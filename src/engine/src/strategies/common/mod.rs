pub mod ball;
pub mod players;
pub mod shooting;
pub mod support;
pub mod team;

pub use ball::BallOps;
pub use players::{
    OpponentOps, PlayerOps, TeammateOps, free_allies, in_field, is_marked, most_advanced,
    rank_by_distance,
};
pub use shooting::best_shot_target;
pub use support::support_position;
pub use team::defensive_position;
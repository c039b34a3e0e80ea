pub mod commands;
pub mod config;
pub mod context;
pub mod engine;
pub mod error;

pub use commands::Command;
pub use config::{EngineConfig, ShotPolicy};
pub use context::TickContext;
pub use engine::{DecisionEngine, decide_all};
pub use error::DecisionError;
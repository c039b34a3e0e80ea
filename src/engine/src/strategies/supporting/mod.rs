use crate::engine::{Command, DecisionError, TickContext};
use crate::strategies::common::support::support_position;
use crate::strategies::common::team::defensive_position;
use crate::strategies::processor::StateHandler;

const KEEPER_OUTLET_COUNT: usize = 4; // Closest teammates that offer for their keeper
const HOLDER_MARK_RADIUS: f32 = 900.0; // Pressure radius that triggers support runs
const SUPPORTER_COUNT: usize = 2; // Closest teammates that make the support run

/// A teammate holds the ball. The back line keeps its shape; the closest
/// players either offer for a pressed holder or drop short for their
/// goalkeeper; everyone else recovers their home position.
#[derive(Default)]
pub struct SupportingState {}

impl StateHandler for SupportingState {
    fn process(&self, ctx: &TickContext) -> Result<Vec<Command>, DecisionError> {
        let me = ctx.me();

        if ctx.is_defender(me.number) {
            let position = defensive_position(
                &ctx.ball().position(),
                &ctx.defense_goal().center(),
                ctx.config.side,
                me.number,
                &ctx.config.defender_numbers,
            );

            return Ok(vec![Command::move_to(position)]);
        }

        let holder = ctx
            .ball()
            .holder()
            .ok_or(DecisionError::MissingBallHolder("supporting"))?;

        if holder.is_goalkeeper() {
            let ranked = ctx.players().teammates().ranked_by_distance(&holder.position);

            if ranked
                .iter()
                .take(KEEPER_OUTLET_COUNT)
                .any(|player| player.number == me.number)
            {
                return Ok(vec![Command::move_to(holder.position)]);
            }
        }

        if ctx.players().opponents().marks(holder, HOLDER_MARK_RADIUS) {
            let ranked = ctx.players().teammates().ranked_by_distance(&holder.position);

            if ranked
                .iter()
                .take(SUPPORTER_COUNT)
                .any(|player| player.number == me.number)
            {
                let position = support_position(
                    &holder.position,
                    ctx.players().opponents().all(),
                    ctx.config.side,
                );

                return Ok(vec![Command::move_to(position)]);
            }
        }

        Ok(vec![Command::move_to(ctx.expected_position())])
    }
}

## WORK TO COMPLETE
Output exactly the leading lines of the data, up to and including the line marked by "use crate::strategies::common::team::defensive_position;".

## WRITTEN RESPONSE
filename src/engine/src/strategies/common/mod.rs
pub mod ball;
pub mod players;
pub mod shooting;
pub mod support;
pub mod team;

pub use ball::BallOps;
pub use players::{
    OpponentOps, PlayerOps, TeammateOps, free_allies, in_field, is_marked, most_advanced,
    rank_by_distance,
};
pub use shooting::best_shot_target;
pub use support::support_position;
pub use team::defensive_position;
repository c039b34a3e0e80ea
pub mod commands;
pub mod config;
pub mod context;
pub mod engine;
pub mod error;

pub use commands::Command;
pub use config::{EngineConfig, ShotPolicy};
pub use context::TickContext;
pub use engine::{DecisionEngine, decide_all};
pub use error::DecisionError;
repository c039b34a3e0e80ea
filename src/engine/src/strategies/supporting/mod.rs
use crate::engine::{Command, DecisionError, TickContext};
use crate::strategies::common::support::support_position;
use crate::strategies::common::team::defensive_position;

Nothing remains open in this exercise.